Sol: Let us assume that leak empties the tank in x hours. So 1/40 – 1/x = 1/60. Solving this equation, we get x = 120. So the tank would be empty in 120 hours.
Q3. Two pipes A and B fill a tank in 30 minutes and 60 minutes respectively. A pipe C at the bottom can empty the tank in 120 minutes. If all three pipes were open simultaneously, how long does it take to fill the empty tank?
Sol: Pipe A fills 1/30th of the tank in a minute. Pipe B fills 1/60th of the tank in a minute. Pipe C drains 1/120th of the tank in a minute. Therefore, if all three are open then, (1/30 + 1/60 – 1/120)th of the tank will be filled in a min. i.e. 1/24 th of the tank will be filled in a minute. Therefore, the tank will be filled in 24 minutes.
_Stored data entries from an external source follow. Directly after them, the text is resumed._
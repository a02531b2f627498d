/*!
 * Typed event dispatch around chapter translation.
 *
 * Extensions subscribe to one event kind each. Subscribers run
 * synchronously on the worker that emits the event; a panicking
 * subscriber is logged and skipped so it can never take a job down.
 */

use chrono::{DateTime, Utc};
use log::error;
use parking_lot::RwLock;
use serde::{Deserialize, Serialize};
use std::panic::{catch_unwind, AssertUnwindSafe};
use std::sync::Arc;

use crate::scheduler::models::JobStatus;

/// Kind of an emitted event
#[derive(Debug, Clone, Copy, PartialEq, Eq, Hash, Serialize, Deserialize)]
#[serde(rename_all = "snake_case")]
pub enum EventKind {
    PreTranslation,
    PostTranslation,
    JobCompleted,
}

/// A chapter is about to be translated
#[derive(Debug, Clone, Serialize, Deserialize)]
pub struct PreTranslationEvent {
    pub job_id: String,
    pub chapter_index: usize,
    pub chapter_name: String,
    /// Chapter length in chars
    pub char_count: usize,
    pub chunk_count: usize,
}

/// A chapter finished translating
#[derive(Debug, Clone, Serialize, Deserialize)]
pub struct PostTranslationEvent {
    pub job_id: String,
    pub chapter_index: usize,
    pub chapter_name: String,
    pub total_chunks: usize,
    /// Chunks served from the cache
    pub cached_chunks: usize,
    /// Chunks that kept their original text
    pub degraded_chunks: usize,
}

/// A job reached a terminal state after running
#[derive(Debug, Clone, Serialize, Deserialize)]
pub struct JobCompletedEvent {
    pub job_id: String,
    pub status: JobStatus,
    #[serde(skip_serializing_if = "Option::is_none")]
    pub error_message: Option<String>,
    pub timestamp: DateTime<Utc>,
}

/// Subscriber for `PreTranslation` events
pub trait PreTranslationSubscriber: Send + Sync {
    fn on_pre_translation(&self, event: &PreTranslationEvent);
}

/// Subscriber for `PostTranslation` events
pub trait PostTranslationSubscriber: Send + Sync {
    fn on_post_translation(&self, event: &PostTranslationEvent);
}

/// Subscriber for `JobCompleted` events
pub trait JobCompletedSubscriber: Send + Sync {
    fn on_job_completed(&self, event: &JobCompletedEvent);
}

impl<F> PreTranslationSubscriber for F
where
    F: Fn(&PreTranslationEvent) + Send + Sync,
{
    fn on_pre_translation(&self, event: &PreTranslationEvent) {
        self(event)
    }
}

impl<F> PostTranslationSubscriber for F
where
    F: Fn(&PostTranslationEvent) + Send + Sync,
{
    fn on_post_translation(&self, event: &PostTranslationEvent) {
        self(event)
    }
}

impl<F> JobCompletedSubscriber for F
where
    F: Fn(&JobCompletedEvent) + Send + Sync,
{
    fn on_job_completed(&self, event: &JobCompletedEvent) {
        self(event)
    }
}

/// Registry of subscribers, one list per event kind
#[derive(Default)]
pub struct EventBus {
    pre_translation: RwLock<Vec<Arc<dyn PreTranslationSubscriber>>>,
    post_translation: RwLock<Vec<Arc<dyn PostTranslationSubscriber>>>,
    job_completed: RwLock<Vec<Arc<dyn JobCompletedSubscriber>>>,
}

impl std::fmt::Debug for EventBus {
    fn fmt(&self, f: &mut std::fmt::Formatter<'_>) -> std::fmt::Result {
        f.debug_struct("EventBus")
            .field("pre_translation", &self.pre_translation.read().len())
            .field("post_translation", &self.post_translation.read().len())
            .field("job_completed", &self.job_completed.read().len())
            .finish()
    }
}

impl EventBus {
    pub fn new() -> Self {
        Self::default()
    }

    pub fn subscribe_pre_translation(&self, subscriber: Arc<dyn PreTranslationSubscriber>) {
        self.pre_translation.write().push(subscriber);
    }

    pub fn subscribe_post_translation(&self, subscriber: Arc<dyn PostTranslationSubscriber>) {
        self.post_translation.write().push(subscriber);
    }

    pub fn subscribe_job_completed(&self, subscriber: Arc<dyn JobCompletedSubscriber>) {
        self.job_completed.write().push(subscriber);
    }

    /// Number of subscribers registered for a kind
    pub fn subscriber_count(&self, kind: EventKind) -> usize {
        match kind {
            EventKind::PreTranslation => self.pre_translation.read().len(),
            EventKind::PostTranslation => self.post_translation.read().len(),
            EventKind::JobCompleted => self.job_completed.read().len(),
        }
    }

    pub fn emit_pre_translation(&self, event: &PreTranslationEvent) {
        // Snapshot so subscribers may subscribe others without deadlocking
        let subscribers = self.pre_translation.read().clone();
        for subscriber in subscribers {
            guarded(EventKind::PreTranslation, || subscriber.on_pre_translation(event));
        }
    }

    pub fn emit_post_translation(&self, event: &PostTranslationEvent) {
        let subscribers = self.post_translation.read().clone();
        for subscriber in subscribers {
            guarded(EventKind::PostTranslation, || subscriber.on_post_translation(event));
        }
    }

    pub fn emit_job_completed(&self, event: &JobCompletedEvent) {
        let subscribers = self.job_completed.read().clone();
        for subscriber in subscribers {
            guarded(EventKind::JobCompleted, || subscriber.on_job_completed(event));
        }
    }
}

fn guarded(kind: EventKind, call: impl FnOnce()) {
    if let Err(panic) = catch_unwind(AssertUnwindSafe(call)) {
        let message = panic
            .downcast_ref::<&str>()
            .map(|s| s.to_string())
            .or_else(|| panic.downcast_ref::<String>().cloned())
            .unwrap_or_else(|| "unknown panic".to_string());
        error!("{:?} subscriber panicked: {}", kind, message);
    }
}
Q4. Two filling pipes M and N can fill a tank in 20 hours and 60 hours respectively. There is an outlet P also. If all the pipes are opened together, then tank is full in 40 hours. How much time would be taken by P to empty the full tank if working alone?
Sol: Let us assume that leak empties the tank in x hours. So 1/20 + 1/60 – 1/x = 1/40. Solving this equation, we get x = 24. Hence the tank would be empty in 24 hours.
Q5: Two pipes A and B can fill a cistern in 32 and 48 minutes respectively. Both pipes being opened, find when pipe B must be turned off, so that the cistern gets filled in 24 minutes?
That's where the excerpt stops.